Drawing isometric boxes in the correct order

munchbunny · on Aug 18, 2016

Great explanation for a generally messy problem!

Just one thought because I spent some time thinking about this type of problem before deciding to do it a different way in my own work:

If you use an orthographic projection and just actually draw 3-D boxes, this problem becomes trivial, including the intertwined boxes problem, because the GPU will take care of it at a per-pixel level with the Z-buffer.

Of course this also means you're suddenly working in 3-D, which complicates other things. But you can still use 2-D textures by picking the right texture coordinates for the vertices on the box.

These days it usually makes a lot of sense to be doing 2-D stuff using a 3-D engine/library anyway, if only for access to hardware accelerated post-processing and hardware accelerated layering/compositing, in which case using actual boxes on a tilted camera and using "no projection" for your HUD/UI works pretty well.

JoshTriplett · on Aug 18, 2016

"Use a 3D engine with Z-buffering" does seem like the right solution to these problems today. However, even if you don't, taking inspiration from one seems like another way to solve this class of problems, including the case of the three mutually overlapping boxes in the last example: independently decide the "front" box to draw for each screen coordinate. For each box, record which boxes appear "in front" of it, non-recursively. (So, A > B, B > C, C > A.) When rendering, only consider boxes that would render at the given screen coordinate in the absence of occlusion. (So, in the given example of mutual overlap, any given screen coordinate only needs to consider two boxes.) Then, render the front box at that screen coordinate.

If you have any translucency (water, plants/trees, objects), then render the frontmost opaque box followed by other translucent boxes in front of it, in back-to-front order.

(That approach would completely break in the presence of concave shapes, which could allow a single box to appear both in front of and behind another at the same screen coordinate.)

Depending on your shapes (e.g. boxes), you wouldn't need to do that for every screen coordinate; you could make the same decision for entire regions, bounded by the screen-projected coordinates of the vertexes.

However, once you reached any significant degree of complexity, you'd probably still be better off implementing a full 3D engine in software if you didn't have 3D hardware. Z-buffering isn't particularly complex to implement. (More complexity comes in when trying to pre-cull some geometry without rendering it at all, to avoid rendering over the same screen pixel many times.)

munchbunny · on Aug 18, 2016

Thanks for expanding on my musings! Two thoughts to add:

1. Pretty much every 3-D graphics engine worth using supports importing and batch-rendering meshes that are actually made up of multiple sub-meshes. So you can fix the circular occlusion problem and the concave object problem with pretty much no performance loss by just subdividing those offending shapes during the art phase. This simplifies rendering because the engine doesn't need to do any dynamic mesh subdivision.

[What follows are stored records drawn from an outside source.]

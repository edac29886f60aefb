use chrono::{DateTime, Utc};

/// A ledger event: a fact the journal has accepted.
///
/// Events are:
/// - **immutable** (treat them as facts)
/// - **versioned** (schema evolution)
/// - designed to be **append-only**
pub trait Event: Clone + core::fmt::Debug + Send + Sync + 'static {
    /// Stable event name/type identifier (e.g. "ledger.transfer.recorded").
    fn event_type(&self) -> &'static str;

    /// Schema version for this event type.
    fn version(&self) -> u32;

    /// When the event occurred (business time).
    fn occurred_at(&self) -> DateTime<Utc>;
}
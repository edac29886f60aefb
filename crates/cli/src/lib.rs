//! Command-line harness around the tally ledger.
//!
//! The harness owns one ledger per invocation, feeds it transfers, and prints
//! the ledger's reports. Nothing here maintains ledger invariants.

pub mod config;
pub mod script;

use std::io::Write;

use anyhow::{Context, Result, bail};

use tally_core::Quantity;
use tally_ledger::report::{
    balance_listing, conservation_summary, transaction_history, transfer_receipt,
    verification_text,
};
use tally_ledger::{Ledger, ReportStyle, TransferRules};

use crate::config::Config;

/// Output options for a single invocation.
#[derive(Debug, Clone, Default)]
pub struct Output {
    pub style: ReportStyle,
    /// Print the verification report as JSON instead of the text reports.
    pub json: bool,
}

impl Output {
    pub fn from_config(config: &Config, json: bool) -> Self {
        Self {
            style: ReportStyle {
                unit: config.unit.clone(),
            },
            json,
        }
    }
}

/// The water tank walkthrough: every drop comes from somewhere and goes somewhere.
pub const DEMO_TRANSFERS: [(&str, &str, &str, i64); 4] = [
    ("Fill Tank A from reservoir", "External_Reservoir", "Tank_A", 100),
    ("Transfer from Tank A to Tank B", "Tank_A", "Tank_B", 30),
    ("Pump water into Tank A", "Water_Pump_Source", "Tank_A", 20),
    ("Tank B leaks to ground", "Tank_B", "Environment", 5),
];

pub fn run_demo(out: &mut impl Write, rules: TransferRules, output: &Output) -> Result<()> {
    let mut ledger = Ledger::with_rules(rules);
    let style = &output.style;

    if !output.json {
        writeln!(out, "=== Water Tank System Demo ===")?;
        writeln!(out)?;
    }

    for (description, from, to, amount) in DEMO_TRANSFERS {
        let receipt = ledger
            .record_transfer(description, from, to, Quantity::from(amount))
            .with_context(|| format!("demo transfer {description:?} was rejected"))?;
        if !output.json {
            writeln!(out, "{}", transfer_receipt(&receipt, style))?;
            write!(out, "{}", conservation_summary(&ledger, style))?;
            writeln!(out, "{}", balance_listing(&ledger, style))?;
        }
    }

    finish(out, &ledger, output)
}

pub fn run_script(
    out: &mut impl Write,
    source: &str,
    rules: TransferRules,
    output: &Output,
) -> Result<()> {
    let lines = script::parse(source)?;
    let mut ledger = Ledger::with_rules(rules);
    let style = &output.style;

    let mut receipts = Vec::new();
    let applied = script::apply(&mut ledger, &lines, |r| {
        if !output.json {
            receipts.push(transfer_receipt(r, style));
        }
    });
    for receipt in &receipts {
        writeln!(out, "{receipt}")?;
    }
    let count = applied?;
    tracing::info!(transfers = count, "script applied");

    finish(out, &ledger, output)
}

/// Final reports shared by every command; fails if verification does.
fn finish(out: &mut impl Write, ledger: &Ledger, output: &Output) -> Result<()> {
    let report = ledger.verification_report();
    let style = &output.style;

    if output.json {
        serde_json::to_writer_pretty(&mut *out, &report)
            .context("failed to write verification report")?;
        writeln!(out)?;
    } else {
        write!(out, "{}", balance_listing(ledger, style))?;
        writeln!(out)?;
        writeln!(out, "=== Verification ===")?;
        write!(out, "{}", verification_text(&report, style))?;
        writeln!(out, "=== Conservation Check ===")?;
        write!(out, "{}", conservation_summary(ledger, style))?;
        writeln!(out)?;
        writeln!(out, "=== Transaction History ===")?;
        write!(out, "{}", transaction_history(ledger.journal(), style))?;
    }

    if let Err(e) = report.into_result() {
        bail!("verification failed: {e}");
    }
    Ok(())
}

2. Pretty much every 3-D graphics engine worth using supports depth sorting for translucency, so you effectively get that for free too.

I should have clarified that "3-D" by itself doesn't necessarily get rid of your problem. However, there's very little reason to build your own graphics engine anyway, and modern 3-D graphics engines abstract away the occlusion problem for free.

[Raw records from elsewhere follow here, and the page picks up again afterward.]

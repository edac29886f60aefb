use crate::{Event, EventEnvelope};

/// A projection builds a read model from an append-only event stream.
///
/// The stream is the source of truth; the read model is a cache that can be
/// dropped and rebuilt by applying the stream again from the start.
///
/// ## Exactly once
///
/// Projections here are **not** idempotent: applying the same envelope twice
/// counts it twice. The owner of the stream must apply each envelope exactly
/// once, in sequence order, in the same step that appends it.
///
/// ## Error Handling
///
/// `apply` is infallible. Anything that can reject an event must do so before
/// the event is appended to the stream.
pub trait Projection {
    type Ev: Event;

    /// Apply a single envelope, updating the read model.
    fn apply(&mut self, envelope: &EventEnvelope<Self::Ev>);

    /// Drop all derived state.
    fn clear(&mut self);
}
//! Plain-text renderings of ledger state.
//!
//! Every function here is a pure function of its arguments: same ledger,
//! same text. Sorting happens on copies and never feeds back into the ledger.

use std::fmt::Write as _;

use tally_core::Quantity;

use crate::journal::Journal;
use crate::ledger::{Ledger, TransferReceipt};
use crate::verify::VerificationReport;

/// Presentation options shared by all reports.
#[derive(Debug, Clone, Default, PartialEq, Eq)]
pub struct ReportStyle {
    /// Appended after quantities, e.g. `liters`.
    pub unit: Option<String>,
}

impl ReportStyle {
    pub fn with_unit(unit: impl Into<String>) -> Self {
        Self {
            unit: Some(unit.into()),
        }
    }

    fn qty(&self, value: Quantity) -> String {
        match &self.unit {
            Some(unit) => format!("{value} {unit}"),
            None => value.to_string(),
        }
    }
}

/// `Total in system: <sum>`.
pub fn conservation_summary(ledger: &Ledger, style: &ReportStyle) -> String {
    format!("Total in system: {}\n", style.qty(ledger.verify_conservation()))
}

/// Every cached balance, one per line, by container name.
pub fn balance_listing(ledger: &Ledger, style: &ReportStyle) -> String {
    let mut out = String::from("Current Balances:\n");
    for (account, balance) in ledger.balances().sorted() {
        let _ = writeln!(out, "  {account}: {}", style.qty(balance));
    }
    out
}

/// Per-account replay with itemised deltas, expected and cached values.
pub fn verification_text(report: &VerificationReport, style: &ReportStyle) -> String {
    let mut out = String::new();
    for audit in &report.audits {
        let deltas = audit
            .deltas
            .iter()
            .map(|d| {
                if d.amount.is_negative() {
                    d.amount.to_string()
                } else {
                    format!("+{}", d.amount)
                }
            })
            .collect::<Vec<_>>()
            .join(", ");
        let _ = writeln!(
            out,
            "{}: started with 0, gained {}, lost {} ({}) = {}",
            audit.account,
            audit.gained,
            audit.lost,
            deltas,
            style.qty(audit.expected)
        );
        let _ = writeln!(out, "{} actual: {}", audit.account, style.qty(audit.actual));
        if !audit.is_consistent() {
            let difference = match audit.actual.checked_sub(audit.expected) {
                Some(d) => style.qty(d),
                None => "more than the representable range".to_string(),
            };
            let _ = writeln!(
                out,
                "{} MISMATCH: cached value differs from journal by {difference}",
                audit.account
            );
        }
        out.push('\n');
    }
    for (account, balance) in &report.orphans {
        let _ = writeln!(
            out,
            "{account} ORPHAN: cached {} with no journal entries\n",
            style.qty(*balance)
        );
    }
    if !report.in_range {
        out.push_str("OVERFLOW: sums exceed the representable quantity range\n\n");
    }
    out
}

/// Numbered list of every journal entry in order.
pub fn transaction_history(journal: &Journal, style: &ReportStyle) -> String {
    let mut out = String::new();
    for entry in journal {
        let transfer = &entry.payload().transfer;
        let _ = writeln!(
            out,
            "{}. {}: {} from {} to {}",
            entry.sequence_number(),
            transfer.description(),
            style.qty(transfer.amount()),
            transfer.from(),
            transfer.to()
        );
    }
    out
}

/// Confirmation printed after a transfer is recorded.
pub fn transfer_receipt(receipt: &TransferReceipt, style: &ReportStyle) -> String {
    let t = &receipt.transfer;
    format!(
        "✓ {}\n  {}: -{} (now {})\n  {}: +{} (now {})\n",
        t.description(),
        t.from(),
        t.amount(),
        style.qty(receipt.from_balance),
        t.to(),
        t.amount(),
        style.qty(receipt.to_balance)
    )
}

#[cfg(test)]
mod tests {
    use super::*;
    use insta::assert_snapshot;

    use crate::transfer::ContainerId;
    use crate::verify::{AccountAudit, Delta};

    fn ledger() -> Ledger {
        let mut ledger = Ledger::new();
        ledger.record_transfer("fill", "Reservoir", "Tank", Quantity::from(10)).unwrap();
        ledger.record_transfer("spill", "Tank", "Floor", Quantity::from(3)).unwrap();
        ledger
    }

    #[test]
    fn unit_is_optional() {
        let ledger = ledger();
        assert_eq!(
            conservation_summary(&ledger, &ReportStyle::default()),
            "Total in system: 0\n"
        );
        assert_eq!(
            conservation_summary(&ledger, &ReportStyle::with_unit("kg")),
            "Total in system: 0 kg\n"
        );
    }

    #[test]
    fn balances_are_listed_by_name() {
        assert_snapshot!(balance_listing(&ledger(), &ReportStyle::default()), @r"
        Current Balances:
          Floor: 3
          Reservoir: -10
          Tank: 7
        ");
    }

    #[test]
    fn history_is_numbered_in_journal_order() {
        let ledger = ledger();
        assert_eq!(
            transaction_history(ledger.journal(), &ReportStyle::with_unit("L")),
            "1. fill: 10 L from Reservoir to Tank\n2. spill: 3 L from Tank to Floor\n"
        );
    }

    #[test]
    fn deltas_are_signed_by_their_effect() {
        let mut ledger = Ledger::new();
        ledger.record_transfer("reverse", "A", "B", Quantity::from(-2)).unwrap();
        let text = verification_text(&ledger.verification_report(), &ReportStyle::default());
        assert_eq!(
            text,
            "A: started with 0, gained 0, lost -2 (+2) = 2\nA actual: 2\n\n\
             B: started with 0, gained -2, lost 0 (-2) = -2\nB actual: -2\n\n"
        );
    }

    #[test]
    fn out_of_range_audit_is_printed_without_overflowing() {
        let report = VerificationReport {
            audits: vec![AccountAudit {
                account: ContainerId::from("A"),
                gained: Quantity::MAX,
                lost: Quantity::ZERO,
                deltas: vec![Delta { sequence: 1, amount: Quantity::MAX }],
                expected: Quantity::MAX,
                actual: Quantity::MIN,
            }],
            orphans: Vec::new(),
            entries: 1,
            journal_total: Quantity::MAX,
            cached_total: Quantity::MIN,
            in_range: false,
        };
        let text = verification_text(&report, &ReportStyle::default());
        assert!(text.contains("A MISMATCH: cached value differs from journal by more than the representable range\n"));
        assert!(text.ends_with("OVERFLOW: sums exceed the representable quantity range\n\n"));
    }

    #[test]
    fn receipt_shows_both_sides() {
        let mut ledger = ledger();
        let receipt = ledger
            .record_transfer("top up", "Reservoir", "Tank", Quantity::from(5))
            .unwrap();
        assert_eq!(
            transfer_receipt(&receipt, &ReportStyle::with_unit("L")),
            "✓ top up\n  Reservoir: -5 (now -15 L)\n  Tank: +5 (now 12 L)\n"
        );
    }
}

I suppose I had a third point, a response to your last paragraph: it seems hardly worth it to basically implement your own software rasterizer with a RAM based Z-buffer if getting the dedicated hardware to do it is just a matter of pulling in a 3-D graphics engine. And doing it on dedicated hardware is going to be much faster. Granted you have to learn how to use the 3-D graphics engine and you'll have to do a bunch of work through shaders, but if you're doing graphics stuff, this is staple, bread and butter knowledge. Kind of like how web frontend developers would be expected to be able to write CSS and to be fluent in at least one JS framework.

JoshTriplett · on Aug 18, 2016

> 1. Pretty much every 3-D graphics engine worth using supports importing and batch-rendering meshes that are actually made up of multiple sub-meshes. So you can fix the circular occlusion problem and the concave object problem with pretty much no performance loss by just subdividing those offending shapes during the art phase. This simplifies rendering because the engine doesn't need to do any dynamic mesh subdivision.

True, but this problem also just goes away if you represent objects as meshes of triangles, because individual triangles aren't concave.

> it seems hardly worth it to basically implement your own software rasterizer with a RAM based Z-buffer if getting the dedicated hardware to do it is just a matter of pulling in a 3-D graphics engine.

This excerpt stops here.